Indoles are probably the most ubiquitous heterocycles in nature and have been referred to as “privileged structures” in drug discovery because of their capacity to bind many receptors with high affinity.1 Accordingly, many powerful methodologies for the synthesis of these heterocycles have been developed,2 the majority of these methods involve Fischer-type indole synthesis,3 reductive cyclization,4 metal-catalyzed coupling/condensation cascades5 and electrophilic activation of N-aryl amides.6 Recently, the utility of enamines in metal catalysis for the formation of valuable indoles has also been reported.7,8 The development of concise approaches to multi-functionalized indoles from readily available and inexpensive starting material is of great importance and challenging.

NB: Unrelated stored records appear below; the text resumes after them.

use bevy::prelude::*;
use serde::{Deserialize, Serialize};

use crate::error::PortalError;
use crate::portal::components::PortalColor;

/// Positions of the currently active blue and orange endpoints.
///
/// Lives on a single world entity created by [`init_portal_pair`](crate::portal::systems::init_portal_pair)
/// and is reflected so scene persistence carries it across sessions.
#[derive(Component, Reflect, Default, Debug, Clone, PartialEq, Eq, Serialize, Deserialize)]
#[reflect(Component)]
pub struct ActivePortalPair {
    /// Block coordinate of the active blue portal.
    pub blue: Option<IVec3>,
    /// Block coordinate of the active orange portal.
    pub orange: Option<IVec3>,
}

impl ActivePortalPair {
    /// Return the stored position for `color`.
    pub fn slot(&self, color: PortalColor) -> Option<IVec3> {
        match color {
            PortalColor::Blue => self.blue,
            PortalColor::Orange => self.orange,
        }
    }

    /// Mutable access to the stored position for `color`.
    fn slot_mut(&mut self, color: PortalColor) -> &mut Option<IVec3> {
        match color {
            PortalColor::Blue => &mut self.blue,
            PortalColor::Orange => &mut self.orange,
        }
    }

    /// Record `position` as the active endpoint of `color`.
    pub fn set(&mut self, color: PortalColor, position: IVec3) {
        *self.slot_mut(color) = Some(position);
    }

    /// Forget the active endpoint of `color`.
    pub fn clear(&mut self, color: PortalColor) {
        *self.slot_mut(color) = None;
    }

    /// Whether both endpoints are active.
    pub fn is_linked(&self) -> bool {
        self.blue.is_some() && self.orange.is_some()
    }

    /// Teleport target for a player standing on `beneath`, if it is a linked endpoint.
    ///
    /// Blue is checked before orange, so at most one destination is produced.
    pub fn destination_from(&self, beneath: IVec3, offset: IVec3) -> Option<IVec3> {
        let (Some(blue), Some(orange)) = (self.blue, self.orange) else {
            return None;
        };
        if beneath == blue {
            Some(orange + offset)
        } else if beneath == orange {
            Some(blue + offset)
        } else {
            None
        }
    }

    /// Write the pair as a RON snapshot.
    pub fn to_ron(&self) -> Result<String, PortalError> {
        Ok(ron::ser::to_string_pretty(self, ron::ser::PrettyConfig::default())?)
    }

    /// Restore a pair from a RON snapshot.
    pub fn from_ron(text: &str) -> Result<Self, PortalError> {
        Ok(ron::from_str(text)?)
    }
}

/// Handle to the entity carrying the world's [`ActivePortalPair`].
#[derive(Resource, Debug, Clone, Copy, PartialEq, Eq)]
pub struct PortalPair(pub Entity);

impl PortalPair {
    /// Entity that owns the pair component.
    pub fn entity(&self) -> Entity {
        self.0
    }
}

Meanwhile, the direct and selective functionalization of allylic C–H bonds into C–C and/or C–X bonds (X = O, N, halogen, etc.) has become an important topic because it provides a powerful tool for the synthesis of numerous complex molecules.9 In this regard, there has been enormous interest in developing sp3-C–H bond functionalization,10 especially those of metal-free couplings.11 Among the various known synthetic methodologies, the direct formations of C–C and/or C–X bonds from allylic C–H bonds have attracted great attention.12 These methodologies can provide a series of intrinsic advantages, such as higher atom economy, shorter synthetic routes, and less energy and manpower usage, which leads to “benign by design”.13 Therefore, the design of efficient allylic functionalization without the use of metal catalysts is a continuing challenge at the forefront of organic chemistry.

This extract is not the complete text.